Focus on Power Module Margining and Pre-Bias Startup Features

As newer applications and systems tend to have multiple voltages to power digital signal processors (DSPs), microcontrollers (µCs), field-programmable gate arrays (FPGAs), and application-specific integrated circuits (ASICs), modern power supply designs must be able to control how and when these voltages ramp to their final values after the power switch is activated.

In many cases, these power supplies will also need to be able to ramp up into pre-existing voltages present at the load. Some designs will require the power supply to be able to modify its outputs at final test or at certain times to test the load over the specified tolerances of the system’s worst case variations in voltage, current and, hence, power to the load.

Many power module designers have integrated these solutions into their products. Power management integrated circuit solutions are also available with one or more of these functions integrated into a single chip. In this article, we will focus on the power module with integrated design solutions.

Margining

In order to test a power supply’s robustness in the face of supply voltage fluctuations, the load circuit should be dynamically tested over its worst case supply voltage range—this capability is defined as margining¹. Typically, this function is used during the manufacturing phase of telecommunications, storage, networking and server equipment so that future reliability of these systems can be assessed.

Some ways this is accomplished in the dc/dc converter regulator portion of the power module is to adjust the output voltage levels by altering the feedback loop with a digital-to-analog converter (DAC) usually through a digital interface bus.

Different degrees of margining control include the “pass/fail” method in which all power outputs are increased or decreased by ± 5 percent, ±10 percent or some other selected margin. A finer adjustment method is sometimes needed where the output voltages are incremented or decremented in smaller steps such as ±10 or ±100 mV, so that the system performance is evaluated in much greater detail.

An external analog-to-digital converter (ADC) is sometimes used to measure these values accurately, but of course, the ADC must be powered from independent power supply voltages other than those being margined or the ADC accuracy may be affected.

During margining, any reset functions must also be disabled so the system may continue to operate properly, otherwise the system may reset during a margining test. The power module designer must take all of these issues into consideration.

Emerson Network Power has the POLA alliance module PTH05060 series with both margin up/down controls and pre-bias startup capability. Texas Instruments (TI) also offers POLA parts; these are pin for pin compatible with other POLA modules — designated PTH05060WAD, here we link to their through-hole version, but they have surface mount versions as well.

With these types of power modules, there is usually an external resistor that is part of a voltage divider circuit connected internally to the V_OUT of the internal circuitry of the module. This external resistor is selected, via an equation in the data sheet, to set the output voltage of the power module.

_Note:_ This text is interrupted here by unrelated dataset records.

/// Run the whole pipeline: parse, encode, estimate, search and check.
///
/// All artefacts go to the configured output directory, which afterwards is
/// self-contained for [`verify_run_dir`].
pub fn solve(
    settings: &Settings,
    solver: &mut dyn AspSolver,
    providers: &[&dyn ConstraintProvider],
) -> Result<SolveReport> {
    let start = Instant::now();
    let dir = prepare_output_dir(&settings.output.directory)?;

    let model = load_sas(&settings.input.sas_file)?;
    copy_into(&settings.input.sas_file, &dir.join(FILE_SAS))?;
    let statistics = model.statistics();
    info!(
        variables = statistics.variables,
        operators = statistics.deterministic_operators + statistics.nondeterministic_operators,
        "Loaded {}",
        settings.input.sas_file.display()
    );

    let mut report = SolveReport {
        outcome: SolveOutcome::Trivial,
        statistics,
        backbone: None,
        verification: None,
        elapsed: Duration::ZERO,
    };

    if model.goal_reached_initially() {
        info!("Goal met in the initial state");
        report.elapsed = start.elapsed();
        return Ok(report);
    }

    let encoder = InstanceEncoder::new(&model, settings.encoding);
    let instance = dir.join(FILE_INSTANCE);
    encoder
        .write_to(Flavor::Controller, &instance)
        .with_context(|| format!("Failed to write instance: {}", instance.display()))?;

    let deadline = Deadline::new(settings.time_limit());
    let mut sizes = settings.size_search();
    let mut constraints = Vec::new();

    if settings.backbone.enabled {
        let weak_instance = dir.join(FILE_INSTANCE_WEAK);
        encoder.write_to(Flavor::WeakPlan, &weak_instance)?;

        let mut invocation = Invocation::new(&dir)
            .input(absolute(&settings.backbone.weak_plan_program)?)
            .input(&weak_instance)
            .args(["--stats"]);
        if let Some(kb) = &settings.backbone.sequential_knowledge {
            invocation = invocation.input(absolute(kb)?);
        }

        let estimate = estimate_backbone(solver, &invocation, &dir.join(FILE_WEAK_PLAN_OUT), deadline.remaining())
            .context("Backbone estimation failed")?;
        match estimate {
            BackboneEstimate::Unsolvable => {
                std::fs::write(dir.join(FILE_UNSAT), "Unsat")?;
                report.outcome = SolveOutcome::Unsolvable;
                report.elapsed = start.elapsed();
                return Ok(report);
            }
            BackboneEstimate::TimedOut => {
                report.outcome = SolveOutcome::TimedOut { size: sizes.min };
                report.elapsed = start.elapsed();
                return Ok(report);
            }
            BackboneEstimate::Found(backbone) => {
                info!(size = backbone.len(), "Backbone found");
                report.backbone = Some(backbone.len());
                sizes.min = sizes.min.max(backbone.len());
                if !settings.backbone.size_only {
                    let path = dir.join(FILE_BACKBONE);
                    std::fs::write(&path, backbone.constraints(settings.backbone.style))?;
                    constraints.push(path);
                }
            }
        }
    }

    let removed = remove_old_outputs(&dir)?;
    if removed > 0 {
        debug!(removed, "removed old solver outputs");
    }

    let controller_model = copy_program(&settings.solver.controller_model, &dir)?;

    if let Some(undo_program) = &settings.constraints.undo_program {
        let invocation = Invocation::new(&dir)
            .input(&instance)
            .input(absolute(undo_program)?)
            .args(["--stats"]);
        let file = compile_undo_filter(
            solver,
            &invocation,
            &dir.join(FILE_UNDO_OUT),
            deadline.remaining(),
            settings.constraints.undo_by_type,
        )
        .context("Undo action detection failed")?;
        constraints.push(file.write_to(&dir)?);
    }

    let static_constraints = StaticConstraints::new(settings.constraints.files.clone());
    let mut all_providers: Vec<&dyn ConstraintProvider> = vec![&static_constraints];
    all_providers.extend_from_slice(providers);
    let mut index = 0;
    for provider in all_providers {
        for file in provider.constraints(&model)? {
            index += 1;
            constraints.push(file.numbered(index).write_to(&dir)?);
        }
    }

    let plan = SearchPlan {
        controller_model,
        instance,
        constraints,
        args: settings.solver.args.clone(),
        output_dir: dir.clone(),
    };
    report.outcome = search_sizes(solver, &plan, sizes, &deadline)?;

    if matches!(report.outcome, SolveOutcome::Solved { .. }) {
        if settings.output.verify {
            report.verification = Some(verify_run_dir(&dir)?);
        } else if settings.output.dump_controller {
            dump_controller(&dir)?;
        }
    }

    report.elapsed = start.elapsed();
    Ok(report)
}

The PTH series of power modules incorporate circuitry for performing output voltage margining. Two control inputs, “Margin Up” and “Margin Down,” are provided. Connecting the Margin-Up control to ground increases the module's output voltage by up to five percent. Similarly, connecting the Margin-Down pin to ground decreases the output voltage by up to five percent. The circuit of Figure 1 (from the data sheet) shows an example of how the output margining feature is used. Only two low-leakage transistors (usually FETs) are required. The resistors, RD and RU, are optional. They are included if the desired amount of adjustment is less than five percent.

Pre-bias startup

This condition occurs when an external voltage is present at the load before the output of the power module becomes fully active. This usually occurs in complex digital systems when current from another power source is back-fed through a dual supply logic component, such as an ASIC or FPGA. Another possible path may be through clamp diodes as part of a dual-supply power-up sequencing event. Power module designs that use synchronous rectifiers are especially susceptible to this condition. The reason for this is that under the vast majority of operating systems, synchronous rectifier drivers will sink as well as source output currents. The Emerson Network Power PTH03010W series is an example of a power module with the pre-bias feature (Figure 2).

During pre-bias startup, there is a short 10 ms delay prior to the output voltage rising. This is then followed by the rise of the output voltage typically under the modules soft-start control. Startup is complete when the output voltage has risen to either the set-point voltage or voltage at the “Track” pin, whichever is lowest (Figure 3).

Figure 3: Pre-bias startup waveform showing negligible current until output rises above that of the back-fed diodes DM₁ and D₂. (Courtesy of Texas Instruments.)

Summary

Simple external “housekeeping” techniques that allowed some power supplies to turn ON first and turn OFF last are no longer enough in the world of complex digital circuit solutions. The designer needs to beware of “sneak paths,” the need to sequence power supplies with the right “soft start” and proper ramp down of various power supplies without conflicting with other circuit needs and causing a system failure or restart condition. Each design has different power management needs and may require additional external solutions as well as the ones which the power module manufacturers integrated into their products. Careful pre-planning and understanding digital circuit needs will prevent serious circuit re-designs toward the end of a project. Carefully reading data sheets for all devices to be used in a design is a necessity.

References:

1. Texas Instruments Application report SLVA461, May 2011, “Plug-in Modules: Understanding Margining and Prebias Start-up,” by Nikhil Seshasayee.